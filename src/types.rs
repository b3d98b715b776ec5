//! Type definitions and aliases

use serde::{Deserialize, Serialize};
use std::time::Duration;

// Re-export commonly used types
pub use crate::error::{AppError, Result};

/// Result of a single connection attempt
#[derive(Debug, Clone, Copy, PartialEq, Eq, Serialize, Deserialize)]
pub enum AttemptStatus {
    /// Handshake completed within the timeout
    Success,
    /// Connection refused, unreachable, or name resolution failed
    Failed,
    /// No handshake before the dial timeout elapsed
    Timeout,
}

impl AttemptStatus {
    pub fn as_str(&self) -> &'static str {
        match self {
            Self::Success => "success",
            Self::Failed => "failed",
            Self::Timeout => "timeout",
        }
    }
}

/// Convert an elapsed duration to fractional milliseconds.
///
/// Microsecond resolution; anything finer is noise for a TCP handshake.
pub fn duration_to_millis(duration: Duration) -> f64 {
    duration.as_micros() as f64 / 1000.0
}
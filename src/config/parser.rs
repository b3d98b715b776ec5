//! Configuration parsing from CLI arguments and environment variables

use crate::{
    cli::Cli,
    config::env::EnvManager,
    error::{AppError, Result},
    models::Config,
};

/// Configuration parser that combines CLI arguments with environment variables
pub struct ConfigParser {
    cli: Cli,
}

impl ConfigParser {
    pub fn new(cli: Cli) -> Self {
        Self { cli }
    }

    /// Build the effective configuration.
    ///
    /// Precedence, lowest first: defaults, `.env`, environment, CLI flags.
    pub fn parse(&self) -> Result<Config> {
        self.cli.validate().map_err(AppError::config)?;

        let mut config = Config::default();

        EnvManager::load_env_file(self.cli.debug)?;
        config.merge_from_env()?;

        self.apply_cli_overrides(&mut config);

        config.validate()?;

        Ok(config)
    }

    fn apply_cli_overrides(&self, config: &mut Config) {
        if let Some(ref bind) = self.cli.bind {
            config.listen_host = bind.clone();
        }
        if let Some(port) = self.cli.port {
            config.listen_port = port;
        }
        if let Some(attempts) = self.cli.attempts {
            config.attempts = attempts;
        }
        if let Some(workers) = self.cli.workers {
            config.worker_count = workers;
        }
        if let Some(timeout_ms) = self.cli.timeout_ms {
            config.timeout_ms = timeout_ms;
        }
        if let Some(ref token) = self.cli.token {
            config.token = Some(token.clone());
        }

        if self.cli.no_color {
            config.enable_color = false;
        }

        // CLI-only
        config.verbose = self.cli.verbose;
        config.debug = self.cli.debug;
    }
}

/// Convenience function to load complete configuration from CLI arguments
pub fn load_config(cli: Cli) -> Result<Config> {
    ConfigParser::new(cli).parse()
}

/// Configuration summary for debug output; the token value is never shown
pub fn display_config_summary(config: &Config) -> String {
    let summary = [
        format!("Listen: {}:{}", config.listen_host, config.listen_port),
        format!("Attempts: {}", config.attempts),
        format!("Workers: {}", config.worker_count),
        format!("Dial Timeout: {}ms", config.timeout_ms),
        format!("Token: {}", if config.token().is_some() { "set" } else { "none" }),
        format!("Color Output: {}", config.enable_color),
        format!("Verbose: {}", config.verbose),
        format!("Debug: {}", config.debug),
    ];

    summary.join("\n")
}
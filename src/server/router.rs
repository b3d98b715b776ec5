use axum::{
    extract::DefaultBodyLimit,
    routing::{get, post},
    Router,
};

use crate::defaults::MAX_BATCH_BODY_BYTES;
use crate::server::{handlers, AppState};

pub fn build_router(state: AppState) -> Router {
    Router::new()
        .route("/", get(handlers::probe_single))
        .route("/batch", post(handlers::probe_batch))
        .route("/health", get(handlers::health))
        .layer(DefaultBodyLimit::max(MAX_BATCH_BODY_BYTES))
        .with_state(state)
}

__________________________________________________

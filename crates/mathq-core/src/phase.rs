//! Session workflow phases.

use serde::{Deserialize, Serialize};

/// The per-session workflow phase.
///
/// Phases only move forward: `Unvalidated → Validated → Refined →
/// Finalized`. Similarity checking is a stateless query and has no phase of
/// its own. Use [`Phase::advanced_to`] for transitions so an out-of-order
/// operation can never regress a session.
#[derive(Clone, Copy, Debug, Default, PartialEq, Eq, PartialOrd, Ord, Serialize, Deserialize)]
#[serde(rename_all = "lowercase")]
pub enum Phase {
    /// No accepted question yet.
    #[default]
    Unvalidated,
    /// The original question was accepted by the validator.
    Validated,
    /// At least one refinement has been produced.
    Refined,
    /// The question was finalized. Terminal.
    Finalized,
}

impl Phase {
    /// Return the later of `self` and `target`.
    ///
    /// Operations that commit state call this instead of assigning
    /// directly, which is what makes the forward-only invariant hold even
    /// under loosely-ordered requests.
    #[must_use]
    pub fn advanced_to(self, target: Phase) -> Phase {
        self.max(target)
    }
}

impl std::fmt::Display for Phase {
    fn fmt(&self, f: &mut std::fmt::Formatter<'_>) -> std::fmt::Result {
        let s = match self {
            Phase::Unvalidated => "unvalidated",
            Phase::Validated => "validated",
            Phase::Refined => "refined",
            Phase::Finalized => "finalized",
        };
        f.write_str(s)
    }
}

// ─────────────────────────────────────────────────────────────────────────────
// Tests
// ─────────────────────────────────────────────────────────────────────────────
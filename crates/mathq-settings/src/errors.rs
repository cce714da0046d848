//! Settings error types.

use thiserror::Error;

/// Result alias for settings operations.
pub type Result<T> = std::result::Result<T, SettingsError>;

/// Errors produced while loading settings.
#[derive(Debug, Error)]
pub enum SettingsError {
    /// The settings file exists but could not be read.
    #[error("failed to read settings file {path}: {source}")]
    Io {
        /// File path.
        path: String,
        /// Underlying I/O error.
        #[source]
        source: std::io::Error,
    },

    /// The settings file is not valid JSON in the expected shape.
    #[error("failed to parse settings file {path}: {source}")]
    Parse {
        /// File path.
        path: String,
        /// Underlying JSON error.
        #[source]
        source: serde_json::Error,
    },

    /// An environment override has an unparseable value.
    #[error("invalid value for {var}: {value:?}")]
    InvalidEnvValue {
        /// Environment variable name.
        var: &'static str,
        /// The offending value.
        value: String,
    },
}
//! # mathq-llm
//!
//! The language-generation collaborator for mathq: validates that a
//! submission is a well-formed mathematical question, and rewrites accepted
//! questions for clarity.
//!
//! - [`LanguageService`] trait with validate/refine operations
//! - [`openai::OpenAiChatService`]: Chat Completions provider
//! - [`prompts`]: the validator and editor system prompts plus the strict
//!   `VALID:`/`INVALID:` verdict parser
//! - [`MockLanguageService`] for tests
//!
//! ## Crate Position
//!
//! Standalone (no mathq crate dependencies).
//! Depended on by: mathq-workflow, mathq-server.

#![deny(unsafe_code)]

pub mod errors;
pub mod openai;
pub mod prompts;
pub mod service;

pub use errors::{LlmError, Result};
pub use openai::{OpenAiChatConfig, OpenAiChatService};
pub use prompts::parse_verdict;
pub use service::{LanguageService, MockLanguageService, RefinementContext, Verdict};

__________________________________________________

§ **Try it**:
Which lines of the material above hold the string "AppError"? Pull them out.

§ **Final answer**:
pub use crate::error::{AppError, Result};
    error::{AppError, Result},
        self.cli.validate().map_err(AppError::config)?;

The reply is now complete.